(Beginning of DATASET RECORDS)

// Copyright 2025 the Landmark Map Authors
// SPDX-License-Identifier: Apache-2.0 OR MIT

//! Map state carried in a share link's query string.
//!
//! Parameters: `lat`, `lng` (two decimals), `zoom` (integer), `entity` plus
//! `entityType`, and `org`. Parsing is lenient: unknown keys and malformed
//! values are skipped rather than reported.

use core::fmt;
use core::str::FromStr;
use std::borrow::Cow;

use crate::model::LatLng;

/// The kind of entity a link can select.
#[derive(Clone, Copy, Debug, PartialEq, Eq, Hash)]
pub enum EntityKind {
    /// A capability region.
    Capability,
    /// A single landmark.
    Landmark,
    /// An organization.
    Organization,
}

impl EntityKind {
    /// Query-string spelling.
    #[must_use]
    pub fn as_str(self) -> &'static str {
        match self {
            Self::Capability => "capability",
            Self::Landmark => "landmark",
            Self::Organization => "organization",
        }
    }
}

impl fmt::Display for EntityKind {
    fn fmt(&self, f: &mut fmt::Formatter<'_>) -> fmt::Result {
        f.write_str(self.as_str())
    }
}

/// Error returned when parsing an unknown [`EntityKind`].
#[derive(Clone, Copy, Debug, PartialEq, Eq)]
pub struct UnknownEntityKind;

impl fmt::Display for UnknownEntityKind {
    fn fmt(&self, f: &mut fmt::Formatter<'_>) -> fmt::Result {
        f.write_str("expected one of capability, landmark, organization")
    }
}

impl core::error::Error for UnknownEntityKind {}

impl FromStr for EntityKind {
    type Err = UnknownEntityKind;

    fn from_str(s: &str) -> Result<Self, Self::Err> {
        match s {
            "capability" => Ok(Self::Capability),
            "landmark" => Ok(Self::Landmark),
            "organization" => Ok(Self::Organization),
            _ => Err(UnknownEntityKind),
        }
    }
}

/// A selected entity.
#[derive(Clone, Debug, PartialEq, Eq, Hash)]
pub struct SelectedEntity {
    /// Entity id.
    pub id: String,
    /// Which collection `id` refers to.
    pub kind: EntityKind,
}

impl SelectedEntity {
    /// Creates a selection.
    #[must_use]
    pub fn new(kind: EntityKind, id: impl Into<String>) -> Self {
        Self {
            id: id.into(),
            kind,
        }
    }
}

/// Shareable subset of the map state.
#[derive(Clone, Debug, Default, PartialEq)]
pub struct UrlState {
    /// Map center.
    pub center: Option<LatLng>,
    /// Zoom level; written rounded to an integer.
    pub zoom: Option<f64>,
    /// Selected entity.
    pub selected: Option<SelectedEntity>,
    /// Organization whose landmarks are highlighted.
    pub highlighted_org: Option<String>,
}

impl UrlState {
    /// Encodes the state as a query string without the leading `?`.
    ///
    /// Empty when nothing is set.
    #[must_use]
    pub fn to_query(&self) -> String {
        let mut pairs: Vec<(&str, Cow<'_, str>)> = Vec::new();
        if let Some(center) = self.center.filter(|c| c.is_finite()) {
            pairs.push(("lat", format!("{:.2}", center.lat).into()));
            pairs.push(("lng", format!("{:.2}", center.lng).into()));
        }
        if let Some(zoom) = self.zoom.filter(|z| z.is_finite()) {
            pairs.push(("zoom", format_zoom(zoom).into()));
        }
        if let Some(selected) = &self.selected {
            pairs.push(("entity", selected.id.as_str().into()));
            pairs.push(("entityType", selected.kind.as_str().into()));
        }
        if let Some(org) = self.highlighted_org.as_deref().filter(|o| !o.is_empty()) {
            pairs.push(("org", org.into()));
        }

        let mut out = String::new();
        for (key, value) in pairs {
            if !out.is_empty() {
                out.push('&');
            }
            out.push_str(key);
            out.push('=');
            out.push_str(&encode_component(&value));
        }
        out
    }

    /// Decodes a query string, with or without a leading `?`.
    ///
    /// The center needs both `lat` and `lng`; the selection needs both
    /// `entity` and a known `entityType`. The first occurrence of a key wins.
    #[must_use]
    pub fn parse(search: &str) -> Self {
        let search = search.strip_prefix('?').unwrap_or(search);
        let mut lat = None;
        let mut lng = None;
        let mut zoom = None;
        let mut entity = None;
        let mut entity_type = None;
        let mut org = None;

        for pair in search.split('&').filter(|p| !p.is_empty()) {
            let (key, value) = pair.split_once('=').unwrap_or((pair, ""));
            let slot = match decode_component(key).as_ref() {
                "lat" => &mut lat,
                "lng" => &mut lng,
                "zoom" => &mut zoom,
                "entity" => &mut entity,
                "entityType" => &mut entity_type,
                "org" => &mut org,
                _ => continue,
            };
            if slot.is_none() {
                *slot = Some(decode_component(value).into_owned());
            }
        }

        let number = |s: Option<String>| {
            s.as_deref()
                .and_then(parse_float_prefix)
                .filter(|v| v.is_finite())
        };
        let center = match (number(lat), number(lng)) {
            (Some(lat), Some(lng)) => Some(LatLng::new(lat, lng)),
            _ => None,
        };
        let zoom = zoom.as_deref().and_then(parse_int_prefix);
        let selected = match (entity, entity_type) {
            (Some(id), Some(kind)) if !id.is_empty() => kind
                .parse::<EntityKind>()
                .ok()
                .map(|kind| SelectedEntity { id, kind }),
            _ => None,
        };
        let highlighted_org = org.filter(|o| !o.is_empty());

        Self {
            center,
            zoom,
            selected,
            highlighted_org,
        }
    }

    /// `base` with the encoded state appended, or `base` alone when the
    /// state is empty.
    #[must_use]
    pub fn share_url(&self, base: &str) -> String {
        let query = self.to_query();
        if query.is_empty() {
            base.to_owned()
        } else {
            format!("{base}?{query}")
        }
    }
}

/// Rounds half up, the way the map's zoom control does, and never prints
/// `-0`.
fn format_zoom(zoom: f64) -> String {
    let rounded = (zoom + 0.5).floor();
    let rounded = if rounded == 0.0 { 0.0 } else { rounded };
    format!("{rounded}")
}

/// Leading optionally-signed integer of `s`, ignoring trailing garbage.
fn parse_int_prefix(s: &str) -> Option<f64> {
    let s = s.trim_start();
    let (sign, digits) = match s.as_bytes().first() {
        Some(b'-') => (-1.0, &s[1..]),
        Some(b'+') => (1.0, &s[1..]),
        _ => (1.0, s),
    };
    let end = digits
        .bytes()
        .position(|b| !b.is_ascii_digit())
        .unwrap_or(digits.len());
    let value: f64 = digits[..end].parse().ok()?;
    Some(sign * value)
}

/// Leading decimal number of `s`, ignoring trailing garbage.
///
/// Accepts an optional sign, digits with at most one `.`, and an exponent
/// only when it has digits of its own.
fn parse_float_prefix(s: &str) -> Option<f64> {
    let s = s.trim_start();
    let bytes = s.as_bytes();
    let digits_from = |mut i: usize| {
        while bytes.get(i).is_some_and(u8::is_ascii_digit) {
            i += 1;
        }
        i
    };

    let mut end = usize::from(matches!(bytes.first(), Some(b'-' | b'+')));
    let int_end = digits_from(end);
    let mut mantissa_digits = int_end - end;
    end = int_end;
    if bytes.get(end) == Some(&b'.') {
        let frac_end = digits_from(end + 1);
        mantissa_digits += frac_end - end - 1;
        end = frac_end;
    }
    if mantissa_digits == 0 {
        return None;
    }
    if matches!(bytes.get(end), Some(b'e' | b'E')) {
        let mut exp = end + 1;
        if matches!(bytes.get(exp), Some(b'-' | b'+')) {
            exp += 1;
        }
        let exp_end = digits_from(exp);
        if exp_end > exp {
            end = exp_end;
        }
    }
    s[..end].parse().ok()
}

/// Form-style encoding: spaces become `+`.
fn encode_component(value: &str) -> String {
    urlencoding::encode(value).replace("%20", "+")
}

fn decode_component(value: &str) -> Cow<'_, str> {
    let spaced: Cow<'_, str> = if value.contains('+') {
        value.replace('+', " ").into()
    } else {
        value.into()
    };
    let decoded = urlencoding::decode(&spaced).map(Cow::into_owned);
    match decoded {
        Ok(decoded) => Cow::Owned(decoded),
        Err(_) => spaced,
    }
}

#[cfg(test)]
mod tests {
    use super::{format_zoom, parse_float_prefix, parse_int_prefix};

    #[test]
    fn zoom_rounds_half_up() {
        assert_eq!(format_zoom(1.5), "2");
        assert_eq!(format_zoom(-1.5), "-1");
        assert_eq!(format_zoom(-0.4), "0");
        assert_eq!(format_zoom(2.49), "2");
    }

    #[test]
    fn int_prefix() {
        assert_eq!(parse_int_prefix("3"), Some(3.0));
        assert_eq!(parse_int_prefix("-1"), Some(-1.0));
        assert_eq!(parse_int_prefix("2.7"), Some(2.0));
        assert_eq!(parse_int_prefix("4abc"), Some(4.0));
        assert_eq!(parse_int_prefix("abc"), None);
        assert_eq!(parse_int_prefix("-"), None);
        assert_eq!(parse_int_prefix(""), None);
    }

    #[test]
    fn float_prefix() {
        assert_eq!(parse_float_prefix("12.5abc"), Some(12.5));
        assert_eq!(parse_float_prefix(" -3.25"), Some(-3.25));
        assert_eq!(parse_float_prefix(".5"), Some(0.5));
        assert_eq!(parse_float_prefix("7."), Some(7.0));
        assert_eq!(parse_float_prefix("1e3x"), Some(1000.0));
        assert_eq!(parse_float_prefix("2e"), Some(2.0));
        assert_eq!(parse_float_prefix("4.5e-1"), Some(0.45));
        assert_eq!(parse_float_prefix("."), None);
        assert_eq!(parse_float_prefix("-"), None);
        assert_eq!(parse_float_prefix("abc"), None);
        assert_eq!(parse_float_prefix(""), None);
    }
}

(End of DATASET RECORDS)
(Beginning of DATASET RECORDS)

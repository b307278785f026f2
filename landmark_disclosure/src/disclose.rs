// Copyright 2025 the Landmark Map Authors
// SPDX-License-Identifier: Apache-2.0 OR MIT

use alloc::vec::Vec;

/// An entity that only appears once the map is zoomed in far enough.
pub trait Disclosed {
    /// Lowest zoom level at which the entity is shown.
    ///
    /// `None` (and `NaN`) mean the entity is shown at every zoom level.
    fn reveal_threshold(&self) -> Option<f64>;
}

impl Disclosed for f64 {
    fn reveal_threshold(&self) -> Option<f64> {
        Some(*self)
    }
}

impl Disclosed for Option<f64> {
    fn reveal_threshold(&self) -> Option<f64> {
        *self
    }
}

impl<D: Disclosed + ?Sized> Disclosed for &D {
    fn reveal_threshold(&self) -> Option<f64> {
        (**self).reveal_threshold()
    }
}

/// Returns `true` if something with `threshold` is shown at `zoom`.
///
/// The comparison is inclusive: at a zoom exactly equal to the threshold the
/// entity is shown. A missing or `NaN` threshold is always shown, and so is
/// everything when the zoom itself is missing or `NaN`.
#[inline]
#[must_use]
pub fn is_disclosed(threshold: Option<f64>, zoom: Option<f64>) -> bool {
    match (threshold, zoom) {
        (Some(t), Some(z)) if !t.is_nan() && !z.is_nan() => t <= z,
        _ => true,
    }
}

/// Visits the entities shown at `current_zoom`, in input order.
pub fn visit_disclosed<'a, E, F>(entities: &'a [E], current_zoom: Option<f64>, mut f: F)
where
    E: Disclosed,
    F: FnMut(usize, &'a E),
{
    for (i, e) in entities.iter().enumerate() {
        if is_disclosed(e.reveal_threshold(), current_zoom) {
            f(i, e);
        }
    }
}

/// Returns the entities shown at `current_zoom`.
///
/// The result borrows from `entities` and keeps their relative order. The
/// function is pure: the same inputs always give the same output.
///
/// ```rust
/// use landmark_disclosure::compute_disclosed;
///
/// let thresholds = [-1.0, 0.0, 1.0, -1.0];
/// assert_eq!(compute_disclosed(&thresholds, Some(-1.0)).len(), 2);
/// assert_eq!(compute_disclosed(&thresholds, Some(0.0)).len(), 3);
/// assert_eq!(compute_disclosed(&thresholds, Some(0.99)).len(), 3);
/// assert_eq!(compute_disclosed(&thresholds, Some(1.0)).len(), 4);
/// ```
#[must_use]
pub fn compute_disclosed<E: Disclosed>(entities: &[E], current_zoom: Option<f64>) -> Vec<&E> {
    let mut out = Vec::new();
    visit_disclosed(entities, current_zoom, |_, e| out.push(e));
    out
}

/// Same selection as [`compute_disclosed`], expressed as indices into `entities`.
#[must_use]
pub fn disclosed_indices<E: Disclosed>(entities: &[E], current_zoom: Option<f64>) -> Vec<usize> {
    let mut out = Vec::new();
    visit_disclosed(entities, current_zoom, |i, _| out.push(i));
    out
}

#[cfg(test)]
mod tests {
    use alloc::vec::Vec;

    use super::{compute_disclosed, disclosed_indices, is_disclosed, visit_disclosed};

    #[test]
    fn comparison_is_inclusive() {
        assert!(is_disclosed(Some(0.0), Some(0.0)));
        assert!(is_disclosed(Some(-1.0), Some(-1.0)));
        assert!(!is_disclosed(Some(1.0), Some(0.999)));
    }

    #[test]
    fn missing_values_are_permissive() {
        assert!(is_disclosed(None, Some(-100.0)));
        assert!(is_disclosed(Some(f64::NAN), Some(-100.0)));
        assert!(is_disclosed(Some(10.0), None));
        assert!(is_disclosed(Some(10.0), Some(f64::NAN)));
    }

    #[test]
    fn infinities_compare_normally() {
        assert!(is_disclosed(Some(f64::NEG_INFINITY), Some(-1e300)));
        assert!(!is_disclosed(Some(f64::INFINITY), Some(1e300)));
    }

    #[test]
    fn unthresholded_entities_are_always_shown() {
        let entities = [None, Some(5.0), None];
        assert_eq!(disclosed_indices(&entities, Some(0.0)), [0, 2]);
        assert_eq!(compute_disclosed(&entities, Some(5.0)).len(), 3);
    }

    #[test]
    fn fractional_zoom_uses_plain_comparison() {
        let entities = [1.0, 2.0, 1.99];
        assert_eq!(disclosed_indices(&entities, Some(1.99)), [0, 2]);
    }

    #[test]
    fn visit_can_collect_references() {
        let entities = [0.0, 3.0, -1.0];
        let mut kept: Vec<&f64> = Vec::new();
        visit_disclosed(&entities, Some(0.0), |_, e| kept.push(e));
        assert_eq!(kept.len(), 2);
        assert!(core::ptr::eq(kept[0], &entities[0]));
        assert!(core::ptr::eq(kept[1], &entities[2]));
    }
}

(End of DATASET RECORDS)

→ WHAT IS REQUIRED
"Clone" is the string to look for; please copy every line of the records above where it appears.

→ EXPECTED OUTPUT
#[derive(Clone, Copy, Debug, PartialEq, Eq, Hash)]
#[derive(Clone, Copy, Debug, PartialEq, Eq)]
#[derive(Clone, Debug, PartialEq, Eq, Hash)]
#[derive(Clone, Debug, Default, PartialEq)]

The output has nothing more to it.